Dataset entries:
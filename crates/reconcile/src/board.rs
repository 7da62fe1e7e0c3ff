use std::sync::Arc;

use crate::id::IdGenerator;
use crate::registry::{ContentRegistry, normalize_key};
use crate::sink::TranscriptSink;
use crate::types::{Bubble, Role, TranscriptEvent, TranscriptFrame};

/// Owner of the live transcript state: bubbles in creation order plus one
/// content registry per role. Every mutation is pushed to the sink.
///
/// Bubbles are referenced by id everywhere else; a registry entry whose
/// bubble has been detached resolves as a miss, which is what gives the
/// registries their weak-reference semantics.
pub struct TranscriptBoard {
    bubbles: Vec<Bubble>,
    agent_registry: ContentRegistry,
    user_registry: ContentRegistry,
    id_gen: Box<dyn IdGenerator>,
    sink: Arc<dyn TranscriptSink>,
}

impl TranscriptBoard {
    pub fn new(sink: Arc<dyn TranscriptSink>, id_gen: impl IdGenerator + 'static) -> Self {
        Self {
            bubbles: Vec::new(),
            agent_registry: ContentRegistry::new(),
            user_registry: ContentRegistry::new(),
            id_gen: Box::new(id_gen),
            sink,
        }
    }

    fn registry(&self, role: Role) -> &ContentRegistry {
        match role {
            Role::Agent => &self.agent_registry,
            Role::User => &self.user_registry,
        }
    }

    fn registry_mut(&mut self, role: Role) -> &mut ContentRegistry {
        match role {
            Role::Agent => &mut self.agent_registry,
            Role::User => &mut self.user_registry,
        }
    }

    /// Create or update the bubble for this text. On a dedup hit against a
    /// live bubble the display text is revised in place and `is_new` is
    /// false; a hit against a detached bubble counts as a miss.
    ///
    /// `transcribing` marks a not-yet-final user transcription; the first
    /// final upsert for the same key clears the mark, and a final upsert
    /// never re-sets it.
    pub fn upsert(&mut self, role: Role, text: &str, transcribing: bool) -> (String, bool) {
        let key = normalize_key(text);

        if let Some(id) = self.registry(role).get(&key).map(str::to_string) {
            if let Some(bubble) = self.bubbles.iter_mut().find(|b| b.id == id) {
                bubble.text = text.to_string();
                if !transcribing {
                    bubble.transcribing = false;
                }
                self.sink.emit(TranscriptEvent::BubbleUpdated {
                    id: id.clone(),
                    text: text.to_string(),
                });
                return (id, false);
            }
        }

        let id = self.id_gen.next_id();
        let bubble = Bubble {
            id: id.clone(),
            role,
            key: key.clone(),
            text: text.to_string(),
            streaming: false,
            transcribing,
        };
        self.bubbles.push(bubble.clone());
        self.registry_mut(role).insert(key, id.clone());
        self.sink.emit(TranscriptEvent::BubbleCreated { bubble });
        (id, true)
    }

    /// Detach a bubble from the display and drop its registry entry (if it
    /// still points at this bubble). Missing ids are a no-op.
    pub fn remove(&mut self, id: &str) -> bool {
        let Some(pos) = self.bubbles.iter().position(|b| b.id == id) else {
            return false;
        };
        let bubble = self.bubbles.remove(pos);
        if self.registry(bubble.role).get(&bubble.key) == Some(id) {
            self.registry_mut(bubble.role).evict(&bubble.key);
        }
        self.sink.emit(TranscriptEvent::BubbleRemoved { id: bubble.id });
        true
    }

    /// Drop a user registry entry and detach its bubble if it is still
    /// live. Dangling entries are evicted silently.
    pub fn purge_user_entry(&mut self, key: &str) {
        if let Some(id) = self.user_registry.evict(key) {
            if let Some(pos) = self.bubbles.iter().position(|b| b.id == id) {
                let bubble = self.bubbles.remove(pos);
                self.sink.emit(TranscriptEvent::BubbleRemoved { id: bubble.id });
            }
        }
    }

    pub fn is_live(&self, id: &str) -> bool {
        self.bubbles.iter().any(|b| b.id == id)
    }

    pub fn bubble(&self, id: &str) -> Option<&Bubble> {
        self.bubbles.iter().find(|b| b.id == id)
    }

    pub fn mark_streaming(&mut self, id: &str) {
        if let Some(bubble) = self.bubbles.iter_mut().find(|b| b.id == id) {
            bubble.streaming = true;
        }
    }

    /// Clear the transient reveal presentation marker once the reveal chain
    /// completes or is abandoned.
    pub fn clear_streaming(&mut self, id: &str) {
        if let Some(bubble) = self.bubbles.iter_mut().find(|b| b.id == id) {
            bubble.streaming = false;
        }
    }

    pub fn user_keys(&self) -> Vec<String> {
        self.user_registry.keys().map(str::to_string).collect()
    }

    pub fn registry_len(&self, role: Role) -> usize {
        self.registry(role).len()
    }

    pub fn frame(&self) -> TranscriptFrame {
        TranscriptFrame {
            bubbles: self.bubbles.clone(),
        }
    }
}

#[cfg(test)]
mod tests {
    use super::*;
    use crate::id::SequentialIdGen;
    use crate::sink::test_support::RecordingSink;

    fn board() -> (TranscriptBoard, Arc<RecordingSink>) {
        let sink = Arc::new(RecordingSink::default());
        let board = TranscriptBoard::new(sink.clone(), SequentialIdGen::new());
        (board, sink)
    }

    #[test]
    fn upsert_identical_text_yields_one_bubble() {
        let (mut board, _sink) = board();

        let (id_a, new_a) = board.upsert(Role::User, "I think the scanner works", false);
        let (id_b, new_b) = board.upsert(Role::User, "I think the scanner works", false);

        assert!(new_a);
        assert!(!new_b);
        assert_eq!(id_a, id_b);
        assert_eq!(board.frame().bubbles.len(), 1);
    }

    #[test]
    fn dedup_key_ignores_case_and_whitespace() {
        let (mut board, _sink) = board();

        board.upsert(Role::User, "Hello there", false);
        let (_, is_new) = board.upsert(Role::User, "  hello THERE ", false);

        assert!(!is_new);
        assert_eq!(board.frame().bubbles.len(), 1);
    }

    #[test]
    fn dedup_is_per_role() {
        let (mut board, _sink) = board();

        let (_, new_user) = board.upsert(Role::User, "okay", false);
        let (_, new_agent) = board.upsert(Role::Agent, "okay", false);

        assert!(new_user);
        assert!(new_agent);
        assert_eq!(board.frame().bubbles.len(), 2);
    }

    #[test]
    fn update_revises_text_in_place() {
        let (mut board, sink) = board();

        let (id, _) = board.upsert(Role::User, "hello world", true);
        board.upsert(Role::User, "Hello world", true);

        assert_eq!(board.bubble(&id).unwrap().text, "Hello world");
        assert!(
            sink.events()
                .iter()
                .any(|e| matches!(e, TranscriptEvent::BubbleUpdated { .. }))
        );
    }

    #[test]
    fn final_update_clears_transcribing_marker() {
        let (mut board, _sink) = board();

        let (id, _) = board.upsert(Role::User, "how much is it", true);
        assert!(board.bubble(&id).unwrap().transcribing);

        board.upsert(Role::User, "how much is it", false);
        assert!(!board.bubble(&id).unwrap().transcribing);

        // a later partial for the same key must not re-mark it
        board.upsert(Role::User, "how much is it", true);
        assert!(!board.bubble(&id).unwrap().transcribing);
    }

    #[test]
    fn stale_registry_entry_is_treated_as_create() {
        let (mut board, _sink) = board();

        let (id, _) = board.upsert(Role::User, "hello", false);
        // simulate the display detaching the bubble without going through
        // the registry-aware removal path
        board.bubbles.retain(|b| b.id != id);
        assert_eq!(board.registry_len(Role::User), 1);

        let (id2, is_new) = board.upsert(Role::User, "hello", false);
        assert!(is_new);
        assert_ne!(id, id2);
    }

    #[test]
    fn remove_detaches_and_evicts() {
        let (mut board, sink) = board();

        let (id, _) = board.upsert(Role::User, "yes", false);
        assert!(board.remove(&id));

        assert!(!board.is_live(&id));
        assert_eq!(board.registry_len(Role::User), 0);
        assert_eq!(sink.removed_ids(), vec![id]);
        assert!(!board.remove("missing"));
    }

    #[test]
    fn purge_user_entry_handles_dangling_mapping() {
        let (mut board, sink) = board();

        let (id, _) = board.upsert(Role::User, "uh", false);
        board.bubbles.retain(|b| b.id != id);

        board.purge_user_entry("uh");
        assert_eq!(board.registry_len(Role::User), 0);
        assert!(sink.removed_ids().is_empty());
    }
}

---

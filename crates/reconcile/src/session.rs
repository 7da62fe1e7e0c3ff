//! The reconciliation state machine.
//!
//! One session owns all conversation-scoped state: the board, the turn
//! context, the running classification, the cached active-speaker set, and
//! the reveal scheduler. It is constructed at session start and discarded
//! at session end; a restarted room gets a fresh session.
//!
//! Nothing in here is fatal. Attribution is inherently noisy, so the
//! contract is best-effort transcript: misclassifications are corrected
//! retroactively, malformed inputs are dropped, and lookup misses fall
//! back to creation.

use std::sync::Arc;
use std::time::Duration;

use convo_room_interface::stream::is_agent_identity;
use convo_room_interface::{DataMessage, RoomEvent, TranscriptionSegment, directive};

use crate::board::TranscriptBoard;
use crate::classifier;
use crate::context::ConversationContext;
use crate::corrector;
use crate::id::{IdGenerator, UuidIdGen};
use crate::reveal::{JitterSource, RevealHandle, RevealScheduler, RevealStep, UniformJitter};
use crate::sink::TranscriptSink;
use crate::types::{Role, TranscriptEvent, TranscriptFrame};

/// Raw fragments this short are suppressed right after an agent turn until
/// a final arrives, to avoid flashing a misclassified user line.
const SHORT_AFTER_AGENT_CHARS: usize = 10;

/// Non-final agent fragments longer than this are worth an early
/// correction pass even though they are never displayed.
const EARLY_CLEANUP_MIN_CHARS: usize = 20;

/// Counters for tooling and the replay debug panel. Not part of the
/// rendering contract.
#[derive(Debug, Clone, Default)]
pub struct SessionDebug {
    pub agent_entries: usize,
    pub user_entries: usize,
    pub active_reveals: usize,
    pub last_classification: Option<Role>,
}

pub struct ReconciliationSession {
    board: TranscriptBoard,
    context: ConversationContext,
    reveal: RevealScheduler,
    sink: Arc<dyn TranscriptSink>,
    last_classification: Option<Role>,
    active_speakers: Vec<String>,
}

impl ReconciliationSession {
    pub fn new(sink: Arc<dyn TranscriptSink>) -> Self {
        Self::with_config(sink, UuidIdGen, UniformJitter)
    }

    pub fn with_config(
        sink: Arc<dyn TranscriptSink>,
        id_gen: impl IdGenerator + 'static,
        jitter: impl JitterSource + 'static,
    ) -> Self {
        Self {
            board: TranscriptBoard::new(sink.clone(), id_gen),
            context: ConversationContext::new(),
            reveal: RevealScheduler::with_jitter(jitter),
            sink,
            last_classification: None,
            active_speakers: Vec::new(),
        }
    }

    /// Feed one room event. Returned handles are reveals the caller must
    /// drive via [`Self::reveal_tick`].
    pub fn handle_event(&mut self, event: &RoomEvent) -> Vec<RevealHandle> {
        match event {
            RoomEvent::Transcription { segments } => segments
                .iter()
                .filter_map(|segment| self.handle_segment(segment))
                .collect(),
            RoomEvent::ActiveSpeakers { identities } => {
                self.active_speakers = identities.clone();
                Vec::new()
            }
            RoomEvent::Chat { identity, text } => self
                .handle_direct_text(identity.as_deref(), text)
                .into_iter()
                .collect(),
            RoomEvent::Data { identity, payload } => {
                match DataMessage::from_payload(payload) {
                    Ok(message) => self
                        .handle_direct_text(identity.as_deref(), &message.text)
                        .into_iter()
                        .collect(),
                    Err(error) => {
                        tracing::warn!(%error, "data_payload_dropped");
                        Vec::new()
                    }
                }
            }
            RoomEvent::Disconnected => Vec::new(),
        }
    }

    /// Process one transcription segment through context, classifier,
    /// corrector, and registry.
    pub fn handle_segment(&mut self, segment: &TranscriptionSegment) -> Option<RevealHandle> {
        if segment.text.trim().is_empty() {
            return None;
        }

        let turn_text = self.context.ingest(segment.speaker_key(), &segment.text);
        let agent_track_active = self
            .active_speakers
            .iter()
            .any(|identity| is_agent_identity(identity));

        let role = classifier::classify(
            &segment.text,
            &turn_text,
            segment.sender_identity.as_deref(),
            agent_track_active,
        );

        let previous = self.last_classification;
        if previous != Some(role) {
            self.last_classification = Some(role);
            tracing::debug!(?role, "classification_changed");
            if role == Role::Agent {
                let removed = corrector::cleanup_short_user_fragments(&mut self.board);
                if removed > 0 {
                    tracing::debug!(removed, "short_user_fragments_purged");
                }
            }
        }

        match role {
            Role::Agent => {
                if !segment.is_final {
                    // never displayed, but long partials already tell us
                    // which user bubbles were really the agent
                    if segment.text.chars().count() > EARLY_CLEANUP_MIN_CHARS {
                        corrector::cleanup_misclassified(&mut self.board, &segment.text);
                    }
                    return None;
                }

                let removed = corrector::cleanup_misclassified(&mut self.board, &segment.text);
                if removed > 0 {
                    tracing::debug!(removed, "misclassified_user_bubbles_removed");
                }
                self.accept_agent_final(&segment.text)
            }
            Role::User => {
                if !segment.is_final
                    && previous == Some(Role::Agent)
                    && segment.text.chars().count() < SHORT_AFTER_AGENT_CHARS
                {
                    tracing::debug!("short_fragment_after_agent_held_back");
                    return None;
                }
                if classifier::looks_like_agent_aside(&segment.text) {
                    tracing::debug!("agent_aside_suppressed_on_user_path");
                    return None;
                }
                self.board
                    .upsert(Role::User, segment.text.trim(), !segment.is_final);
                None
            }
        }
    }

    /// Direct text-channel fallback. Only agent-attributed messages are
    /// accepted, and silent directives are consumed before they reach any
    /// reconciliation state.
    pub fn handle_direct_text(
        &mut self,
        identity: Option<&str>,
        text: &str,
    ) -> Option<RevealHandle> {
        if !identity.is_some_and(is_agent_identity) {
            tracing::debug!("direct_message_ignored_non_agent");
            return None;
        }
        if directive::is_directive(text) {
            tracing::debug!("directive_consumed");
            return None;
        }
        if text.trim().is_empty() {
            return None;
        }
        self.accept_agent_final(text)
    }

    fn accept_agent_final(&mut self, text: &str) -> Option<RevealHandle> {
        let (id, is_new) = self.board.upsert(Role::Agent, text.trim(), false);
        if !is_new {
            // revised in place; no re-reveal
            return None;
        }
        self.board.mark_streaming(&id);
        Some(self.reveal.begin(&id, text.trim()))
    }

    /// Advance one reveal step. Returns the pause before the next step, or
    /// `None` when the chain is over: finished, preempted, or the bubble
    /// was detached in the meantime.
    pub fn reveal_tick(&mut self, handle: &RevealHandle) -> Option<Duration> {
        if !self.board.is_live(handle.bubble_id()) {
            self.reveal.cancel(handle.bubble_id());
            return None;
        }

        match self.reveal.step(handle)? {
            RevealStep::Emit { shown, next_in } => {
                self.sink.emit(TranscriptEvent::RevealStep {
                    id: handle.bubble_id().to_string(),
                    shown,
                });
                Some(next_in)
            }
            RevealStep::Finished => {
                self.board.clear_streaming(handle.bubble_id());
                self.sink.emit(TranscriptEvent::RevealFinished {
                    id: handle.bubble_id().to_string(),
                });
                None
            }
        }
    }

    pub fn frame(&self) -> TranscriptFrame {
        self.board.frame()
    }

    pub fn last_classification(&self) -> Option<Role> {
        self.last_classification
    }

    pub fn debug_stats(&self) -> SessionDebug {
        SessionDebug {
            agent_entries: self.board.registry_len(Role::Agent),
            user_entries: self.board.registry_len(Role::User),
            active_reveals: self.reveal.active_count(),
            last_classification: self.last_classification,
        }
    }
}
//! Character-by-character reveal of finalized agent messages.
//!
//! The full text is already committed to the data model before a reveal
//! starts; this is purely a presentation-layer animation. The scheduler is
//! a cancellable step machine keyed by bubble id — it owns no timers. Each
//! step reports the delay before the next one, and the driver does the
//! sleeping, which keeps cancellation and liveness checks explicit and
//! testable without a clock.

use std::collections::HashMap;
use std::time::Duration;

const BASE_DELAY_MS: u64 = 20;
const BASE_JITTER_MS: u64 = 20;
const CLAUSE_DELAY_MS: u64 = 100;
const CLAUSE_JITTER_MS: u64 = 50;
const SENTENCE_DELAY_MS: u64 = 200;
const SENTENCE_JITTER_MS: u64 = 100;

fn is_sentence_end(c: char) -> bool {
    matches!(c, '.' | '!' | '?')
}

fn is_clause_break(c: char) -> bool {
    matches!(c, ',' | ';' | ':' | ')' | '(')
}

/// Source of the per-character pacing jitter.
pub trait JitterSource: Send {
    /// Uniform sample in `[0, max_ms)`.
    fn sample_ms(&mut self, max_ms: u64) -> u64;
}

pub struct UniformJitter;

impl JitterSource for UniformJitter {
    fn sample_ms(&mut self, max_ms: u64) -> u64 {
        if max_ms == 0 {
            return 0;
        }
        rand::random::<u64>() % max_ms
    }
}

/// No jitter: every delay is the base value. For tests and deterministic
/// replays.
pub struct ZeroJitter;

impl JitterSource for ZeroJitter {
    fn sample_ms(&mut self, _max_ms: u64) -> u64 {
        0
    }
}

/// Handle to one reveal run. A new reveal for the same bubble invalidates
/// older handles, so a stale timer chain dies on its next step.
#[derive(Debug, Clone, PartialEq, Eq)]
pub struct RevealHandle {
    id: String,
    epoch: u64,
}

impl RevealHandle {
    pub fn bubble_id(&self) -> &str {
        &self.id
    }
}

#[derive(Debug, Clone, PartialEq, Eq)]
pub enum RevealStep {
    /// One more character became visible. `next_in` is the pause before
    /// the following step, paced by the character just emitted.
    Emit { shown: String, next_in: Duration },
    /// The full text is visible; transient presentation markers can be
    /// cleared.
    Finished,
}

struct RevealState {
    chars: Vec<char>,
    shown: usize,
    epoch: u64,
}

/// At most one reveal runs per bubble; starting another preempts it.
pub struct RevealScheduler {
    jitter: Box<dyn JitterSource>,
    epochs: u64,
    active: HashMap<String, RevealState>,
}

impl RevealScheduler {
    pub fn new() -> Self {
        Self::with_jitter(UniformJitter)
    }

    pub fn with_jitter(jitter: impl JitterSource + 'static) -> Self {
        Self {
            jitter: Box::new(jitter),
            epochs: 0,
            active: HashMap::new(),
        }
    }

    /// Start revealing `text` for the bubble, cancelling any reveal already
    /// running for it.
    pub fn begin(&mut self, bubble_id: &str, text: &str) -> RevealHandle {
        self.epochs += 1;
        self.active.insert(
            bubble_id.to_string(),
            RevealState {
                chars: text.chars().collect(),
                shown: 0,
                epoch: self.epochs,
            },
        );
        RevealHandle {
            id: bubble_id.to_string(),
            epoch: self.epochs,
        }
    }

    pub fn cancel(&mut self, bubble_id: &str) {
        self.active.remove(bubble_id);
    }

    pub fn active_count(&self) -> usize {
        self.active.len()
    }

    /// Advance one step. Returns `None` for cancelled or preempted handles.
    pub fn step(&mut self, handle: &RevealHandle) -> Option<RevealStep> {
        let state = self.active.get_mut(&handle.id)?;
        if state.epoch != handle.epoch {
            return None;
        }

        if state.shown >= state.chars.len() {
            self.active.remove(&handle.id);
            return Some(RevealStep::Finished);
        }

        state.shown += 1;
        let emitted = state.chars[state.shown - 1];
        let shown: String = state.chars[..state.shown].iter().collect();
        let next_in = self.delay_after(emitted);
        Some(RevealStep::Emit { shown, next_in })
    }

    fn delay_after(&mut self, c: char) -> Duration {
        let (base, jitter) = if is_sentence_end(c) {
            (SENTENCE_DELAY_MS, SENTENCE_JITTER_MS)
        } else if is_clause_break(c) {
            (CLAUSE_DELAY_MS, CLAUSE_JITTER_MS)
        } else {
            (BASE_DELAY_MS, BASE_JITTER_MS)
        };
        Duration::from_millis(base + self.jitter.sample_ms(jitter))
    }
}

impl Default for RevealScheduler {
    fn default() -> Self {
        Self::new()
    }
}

■ **Task directions**:
Reproduce exactly the section above that begins at the line containing "filename crates/reconcile/src/board.rs" and ends at the line containing "registry entry whose", leaving out all other lines.

■ **Answer section**:
filename crates/reconcile/src/board.rs
repository 7da62fe1e7e0c3ff
use std::sync::Arc;

use crate::id::IdGenerator;
use crate::registry::{ContentRegistry, normalize_key};
use crate::sink::TranscriptSink;
use crate::types::{Bubble, Role, TranscriptEvent, TranscriptFrame};

/// Owner of the live transcript state: bubbles in creation order plus one
/// content registry per role. Every mutation is pushed to the sink.
///
/// Bubbles are referenced by id everywhere else; a registry entry whose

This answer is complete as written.